Define the glycome in the islet and islet cell types can be exploited to fully define cell surface glycoproteins (which structures are on which proteins)
Develop a comprehensive surfaceome maps of primary human cells will facilitate benchmarking of transdifferentiation-derived and stem cell-derived islet subtypes
Relevance to T1D
Insulin-dependent or type 1 diabetes (T1D) is an autoimmune disease characterized by the selective destruction of insulin producing β-cells that occurs during an inflammatory reaction in and around pancreatic islets. The progression to T1D is characterized by an asymptomatic period where functional β-cell mass is lost in the absence of phenotypic expression of the disease. While inflammatory mediators released during islet inflammation likely contribute to disease development by impairing the function and reducing the viability of β-cells, the mechanisms contributing to the loss of β-cells during this asymptomatic period are poorly defined.

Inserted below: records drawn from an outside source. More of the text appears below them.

mod replication_client;
mod storage_engine;

pub use replication_client::{
    ClientConfig, ClientFactory, ClientTransaction, ConnectionObserver, ObserverId,
    ReplicationClient,
};
pub use storage_engine::StorageEngine;
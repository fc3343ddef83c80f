//! Slot identity, save/load, labels, and thumbnail previews for a single
//! ROM's save states.

use std::fs::{self, File};
use std::io::{BufReader, BufWriter, Write};
use std::path::{Path, PathBuf};
use std::sync::atomic::{AtomicU32, Ordering};
use std::sync::OnceLock;

use emu_control_common::core::Core;
use image::codecs::png::PngEncoder;
use image::{ColorType, ImageEncoder};
use log::debug;
use save_state_codec::PreviewBlock;

use crate::error::SlotError;

pub const MIN_SLOTS: u32 = 1;
pub const MAX_SLOTS: u32 = 99;
pub const DEFAULT_SLOTS: u32 = 20;

const PRIMARY_ENV_VAR: &str = "MESEN2_SAVE_STATE_SLOTS";
const FALLBACK_ENV_VAR: &str = "OOS_SAVE_STATE_SLOTS";

static CONFIGURED_MAX_INDEX: AtomicU32 = AtomicU32::new(0);
static ENV_MAX_INDEX: OnceLock<u32> = OnceLock::new();

/// Overrides the resolved max slot index for the process. A value of 0
/// clears the override, falling back to the environment-derived value.
pub fn set_configured_max_index(value: u32) {
    let clamped = if value == 0 { 0 } else { value.min(MAX_SLOTS) };
    CONFIGURED_MAX_INDEX.store(clamped, Ordering::Relaxed);
}

/// The highest valid slot index: the last value passed to
/// [`set_configured_max_index`] if `>= 1`, else the environment-derived
/// value (cached for the process lifetime), else [`DEFAULT_SLOTS`].
pub fn max_index() -> u32 {
    let configured = CONFIGURED_MAX_INDEX.load(Ordering::Relaxed);
    if configured >= MIN_SLOTS {
        return configured;
    }
    *ENV_MAX_INDEX.get_or_init(resolve_env_max_index)
}

fn resolve_env_max_index() -> u32 {
    for var in [PRIMARY_ENV_VAR, FALLBACK_ENV_VAR] {
        if let Ok(raw) = std::env::var(var) {
            if let Ok(parsed) = raw.trim().parse::<u32>() {
                return parsed.clamp(MIN_SLOTS, MAX_SLOTS);
            }
        }
    }
    DEFAULT_SLOTS
}

/// The reserved position just past the highest ordinary slot.
pub fn auto_save_index() -> u32 {
    max_index() + 1
}

fn wrapped_next(current: u32, max: u32) -> u32 {
    (current % max) + 1
}

fn wrapped_prev(current: u32, max: u32) -> u32 {
    if current <= 1 {
        max
    } else {
        current - 1
    }
}

fn state_filename_base(rom_stem: &str, patch_stem: Option<&str>, separate_by_patch: bool) -> String {
    match patch_stem {
        Some(patch) if separate_by_patch && !patch.eq_ignore_ascii_case(rom_stem) => {
            format!("{rom_stem}_{patch}")
        }
        _ => rom_stem.to_string(),
    }
}

pub struct SlotStore {
    save_states_dir: PathBuf,
    base_name: String,
    current_slot: u32,
}

impl SlotStore {
    #[must_use]
    pub fn new(
        save_states_dir: impl Into<PathBuf>,
        rom_stem: &str,
        patch_stem: Option<&str>,
        separate_by_patch: bool,
    ) -> Self {
        Self {
            save_states_dir: save_states_dir.into(),
            base_name: state_filename_base(rom_stem, patch_stem, separate_by_patch),
            current_slot: 1,
        }
    }

    #[must_use]
    pub fn state_path(&self, slot: u32) -> PathBuf {
        self.save_states_dir.join(format!("{}_{slot}.mss", self.base_name))
    }

    #[must_use]
    pub fn label_path_for(state_path: &Path) -> PathBuf {
        let mut os_string = state_path.as_os_str().to_owned();
        os_string.push(".label");
        PathBuf::from(os_string)
    }

    #[must_use]
    pub fn current_slot(&self) -> u32 {
        self.current_slot
    }

    pub fn select_slot(&mut self, slot: u32) {
        self.current_slot = slot.clamp(1, max_index());
    }

    pub fn next_slot(&mut self) {
        self.current_slot = wrapped_next(self.current_slot, max_index());
    }

    pub fn prev_slot(&mut self) {
        self.current_slot = wrapped_prev(self.current_slot, max_index());
    }

    #[must_use]
    pub fn auto_save_slot(&self) -> u32 {
        auto_save_index()
    }

    pub fn save_slot(&self, core: &mut dyn Core, slot: u32) -> Result<(), SlotError> {
        self.save_path(core, &self.state_path(slot))
    }

    pub fn save_path(&self, core: &mut dyn Core, path: &Path) -> Result<(), SlotError> {
        let file = File::create(path)?;
        let mut writer = BufWriter::new(file);
        save_state_codec::encode(core, &mut writer)?;
        writer.flush()?;
        debug!("saved state to {}", path.display());
        Ok(())
    }

    pub fn load_slot(&self, core: &mut dyn Core, slot: u32) -> Result<(), SlotError> {
        self.load_path(core, &self.state_path(slot))
    }

    pub fn load_path(&self, core: &mut dyn Core, path: &Path) -> Result<(), SlotError> {
        let file = File::open(path)?;
        let mut reader = BufReader::new(file);
        save_state_codec::decode(core, &mut reader)?;
        debug!("loaded state from {}", path.display());
        Ok(())
    }

    pub fn get_label(&self, state_path: &Path) -> std::io::Result<String> {
        let label_path = Self::label_path_for(state_path);
        match fs::read_to_string(&label_path) {
            Ok(text) => Ok(text.trim().to_string()),
            Err(err) if err.kind() == std::io::ErrorKind::NotFound => Ok(String::new()),
            Err(err) => Err(err),
        }
    }

    pub fn set_label(&self, state_path: &Path, text: &str) -> std::io::Result<()> {
        let label_path = Self::label_path_for(state_path);
        let trimmed = text.trim();
        if trimmed.is_empty() {
            match fs::remove_file(&label_path) {
                Ok(()) => Ok(()),
                Err(err) if err.kind() == std::io::ErrorKind::NotFound => Ok(()),
                Err(err) => Err(err),
            }
        } else {
            fs::write(&label_path, trimmed)
        }
    }

    /// Reads only the preview block of a save state and renders it as
    /// PNG bytes, without touching the machine blob.
    pub fn get_preview_png(&self, state_path: &Path) -> Result<Vec<u8>, SlotError> {
        let file = File::open(state_path)?;
        let mut reader = BufReader::new(file);
        let preview = save_state_codec::decode_preview_only(&mut reader)?;
        encode_preview_png(&preview)
    }
}

fn encode_preview_png(preview: &PreviewBlock) -> Result<Vec<u8>, SlotError> {
    let expected_len = preview.width as usize * preview.height as usize * 4;
    if preview.buffer.len() != expected_len {
        return Err(SlotError::InvalidPreview);
    }

    let mut png_bytes = Vec::new();
    PngEncoder::new(&mut png_bytes)
        .write_image(&preview.buffer, preview.width, preview.height, ColorType::Rgba8)
        .map_err(|_| SlotError::InvalidPreview)?;
    Ok(png_bytes)
}

#[cfg(test)]
mod tests {
    use super::*;

    #[test]
    fn state_filename_base_without_patch() {
        assert_eq!(state_filename_base("Super Game", None, true), "Super Game");
    }

    #[test]
    fn state_filename_base_with_distinct_patch() {
        assert_eq!(
            state_filename_base("Super Game", Some("hardmode"), true),
            "Super Game_hardmode"
        );
    }

    #[test]
    fn state_filename_base_skips_redundant_patch_suffix() {
        assert_eq!(
            state_filename_base("Super Game", Some("SUPER GAME"), true),
            "Super Game"
        );
    }

    #[test]
    fn state_filename_base_ignores_patch_when_not_separating() {
        assert_eq!(state_filename_base("Super Game", Some("hardmode"), false), "Super Game");
    }

    #[test]
    fn select_slot_clamps_out_of_range() {
        let mut store = SlotStore::new("/tmp", "rom", None, false);
        store.select_slot(10_000);
        assert!(store.current_slot() <= max_index());
        store.select_slot(0);
        assert_eq!(store.current_slot(), 1);
    }

    #[test]
    fn slot_wrap_matches_modular_arithmetic() {
        let max = 5;
        let mut slot = 1;
        for n in 1..=12u32 {
            slot = wrapped_next(slot, max);
            let expected = ((1 - 1 + n) % max) + 1;
            assert_eq!(slot, expected, "after {n} next_slot calls");
        }
    }

    #[test]
    fn slot_wrap_prev_is_inverse_of_next() {
        let max = 7;
        for start in 1..=max {
            let advanced = wrapped_next(start, max);
            assert_eq!(wrapped_prev(advanced, max), start);
        }
    }

    #[test]
    fn label_round_trip() {
        let dir = tempfile::tempdir().unwrap();
        let state_path = dir.path().join("rom_1.mss");
        let store = SlotStore::new(dir.path(), "rom", None, false);

        assert_eq!(store.get_label(&state_path).unwrap(), "");

        store.set_label(&state_path, "  boss fight  ").unwrap();
        assert_eq!(store.get_label(&state_path).unwrap(), "boss fight");

        store.set_label(&state_path, "").unwrap();
        assert_eq!(store.get_label(&state_path).unwrap(), "");
        assert!(!SlotStore::label_path_for(&state_path).exists());
    }
}
//! Byte-level I/O primitives shared by the codec, the archive, and the
//! slot store: little-endian `u32` read/write, length-prefixed UTF-8
//! strings, and DEFLATE compress/inflate helpers.

use std::io::{self, Read, Write};

use flate2::read::DeflateDecoder;
use flate2::write::DeflateEncoder;
use flate2::Compression;

pub fn write_u32(out: &mut impl Write, value: u32) -> io::Result<()> {
    out.write_all(&value.to_le_bytes())
}

pub fn read_u32(input: &mut impl Read) -> io::Result<u32> {
    let mut buf = [0u8; 4];
    input.read_exact(&mut buf)?;
    Ok(u32::from_le_bytes(buf))
}

/// Writes a `len:u32` followed by `len` raw UTF-8 bytes.
pub fn write_string(out: &mut impl Write, s: &str) -> io::Result<()> {
    let bytes = s.as_bytes();
    write_u32(out, bytes.len() as u32)?;
    out.write_all(bytes)
}

#[derive(Debug, thiserror::Error)]
pub enum ReadStringError {
    #[error("i/o error: {0}")]
    Io(#[from] io::Error),
    #[error("string is not valid utf-8")]
    InvalidUtf8,
}

/// Reads a `len:u32` followed by `len` raw bytes and decodes them as
/// UTF-8.
pub fn read_string(input: &mut impl Read) -> Result<String, ReadStringError> {
    let len = read_u32(input)?;
    let mut buf = vec![0u8; len as usize];
    input.read_exact(&mut buf)?;
    String::from_utf8(buf).map_err(|_| ReadStringError::InvalidUtf8)
}

/// DEFLATEs `data` at the default compression level.
pub fn deflate(data: &[u8]) -> io::Result<Vec<u8>> {
    let mut encoder = DeflateEncoder::new(Vec::new(), Compression::default());
    encoder.write_all(data)?;
    encoder.finish()
}

/// Inflates a DEFLATE stream, expecting exactly `expected_len` output
/// bytes.
pub fn inflate(data: &[u8], expected_len: usize) -> io::Result<Vec<u8>> {
    let mut decoder = DeflateDecoder::new(data);
    let mut out = Vec::with_capacity(expected_len);
    decoder.read_to_end(&mut out)?;
    if out.len() != expected_len {
        return Err(io::Error::new(
            io::ErrorKind::InvalidData,
            format!(
                "inflated {} bytes, expected exactly {expected_len}",
                out.len()
            ),
        ));
    }
    Ok(out)
}

#[cfg(test)]
mod tests {
    use super::*;

    #[test]
    fn u32_round_trip() {
        let mut buf = Vec::new();
        write_u32(&mut buf, 0xdead_beef).unwrap();
        assert_eq!(read_u32(&mut buf.as_slice()).unwrap(), 0xdead_beef);
    }

    #[test]
    fn string_round_trip() {
        let mut buf = Vec::new();
        write_string(&mut buf, "jgenstate").unwrap();
        assert_eq!(read_string(&mut buf.as_slice()).unwrap(), "jgenstate");
    }

    #[test]
    fn empty_string_round_trip() {
        let mut buf = Vec::new();
        write_string(&mut buf, "").unwrap();
        assert_eq!(read_string(&mut buf.as_slice()).unwrap(), "");
    }

    #[test]
    fn deflate_inflate_round_trip() {
        let data = b"the quick brown fox jumps over the lazy dog".repeat(100);
        let compressed = deflate(&data).unwrap();
        assert!(compressed.len() < data.len());
        let restored = inflate(&compressed, data.len()).unwrap();
        assert_eq!(restored, data);
    }

    #[test]
    fn inflate_rejects_wrong_expected_len() {
        let data = b"hello world".to_vec();
        let compressed = deflate(&data).unwrap();
        assert!(inflate(&compressed, data.len() + 1).is_err());
    }
}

The realization that cell-cell interactions are necessary for proper β-cell function underscores the importance of knowing the identity of cell surface glycoproteins and the glycan structures on these surface proteins may participate in autoimmunity. Currently a comprehensive view of the cell surface glycoproteome and glycome of human islet cell types at a depth necessary to inform molecular mechanisms of disease is lacking; however, we believe that understanding this landscape will identify novel targets for therapeutic payload delivery as well as biomarkers of disease. The overall goal of this study is to define the cell surface glycoproteome and cellular glycome of human β-cells and non-β-cells.